Jack Price

Personal information
- Full name: John William Price
- Date of birth: 9 June 1900
- Place of birth: Ibstock, England
- Date of death: 3 November 1984 (aged 84)
- Place of death: Coalville, England
- Height: 5 ft 9+1⁄2 in (1.77 m)
- Position: Full back

Senior career*
- Years: Team / Apps / (Gls)
- Coalville Swifts
- 1920–1923: Leicester City / 0 / (0)
- 1923–1924: Bristol Rovers / 5 / (0)
- 1924–1925: Swindon Town / 2 / (0)
- 1925–1927: Brentford / 12 / (0)
- 1927–1929: Torquay United / 31 / (0)

= Jack Price (footballer, born 1900) =

English footballer

John William Price (9 June 1900 – 3 November 1984) was an English professional footballer who played in the Football League in the 1920s for Bristol Rovers, Swindon Town, Brentford and Torquay United.
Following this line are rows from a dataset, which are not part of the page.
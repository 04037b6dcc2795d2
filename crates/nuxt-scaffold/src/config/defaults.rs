//! Dynamic prompt defaults

use std::path::Path;
use std::process::Command;

/// Words used for the default project description
const SUPERLATIVES: &[&str] = &[
    "awesome",
    "beautiful",
    "brilliant",
    "excellent",
    "fantastic",
    "first-class",
    "glorious",
    "legendary",
    "magnificent",
    "marvelous",
    "mind-blowing",
    "outstanding",
    "remarkable",
    "splendid",
    "stunning",
    "superb",
    "terrific",
    "wonderful",
];

/// Values the sentinel defaults resolve to
#[derive(Debug, Clone, PartialEq, Eq)]
pub struct DefaultContext {
    /// Final component of the project folder
    pub folder_name: String,
    /// `git config user.name`, empty when unavailable
    pub git_user: String,
}

impl DefaultContext {
    /// Build the context for a project folder, asking git for the user name
    pub fn detect(folder: &Path) -> Self {
        Self {
            folder_name: folder_name(folder),
            git_user: detect_git_user().unwrap_or_default(),
        }
    }
}

/// Name of the project folder, resolving `.` and relative paths
pub fn folder_name(folder: &Path) -> String {
    let named = |p: &Path| {
        p.file_name()
            .map(|n| n.to_string_lossy().into_owned())
            .filter(|n| !n.is_empty())
    };

    named(folder)
        .filter(|n| n != "." && n != "..")
        .or_else(|| folder.canonicalize().ok().as_deref().and_then(named))
        .unwrap_or_else(|| folder.display().to_string())
}

/// Read the git user name from the global git configuration
pub fn detect_git_user() -> Option<String> {
    let output = Command::new("git")
        .args(["config", "--get", "user.name"])
        .output()
        .ok()?;
    if !output.status.success() {
        return None;
    }
    let name = String::from_utf8_lossy(&output.stdout).trim().to_string();
    (!name.is_empty()).then_some(name)
}

/// Pick a superlative for `seed`; the same seed always gives the same word
pub fn superlative(seed: &str) -> &'static str {
    let hash = seed
        .bytes()
        .fold(0usize, |acc, b| acc.wrapping_mul(31).wrapping_add(b as usize));
    SUPERLATIVES[hash % SUPERLATIVES.len()]
}

/// Default project description
pub fn default_description(seed: &str) -> String {
    format!("My {} Nuxt.js project", superlative(seed))
}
He played as a full back.

==Family==
His younger brother Fred was also a footballer, who played at outside left for Leicester City, Southampton, Wolverhampton Wanderers and Chesterfield, whilst his uncle Cliff Price played at inside left for Leicester Fosse, Halifax Town, Southampton and Nottingham Forest.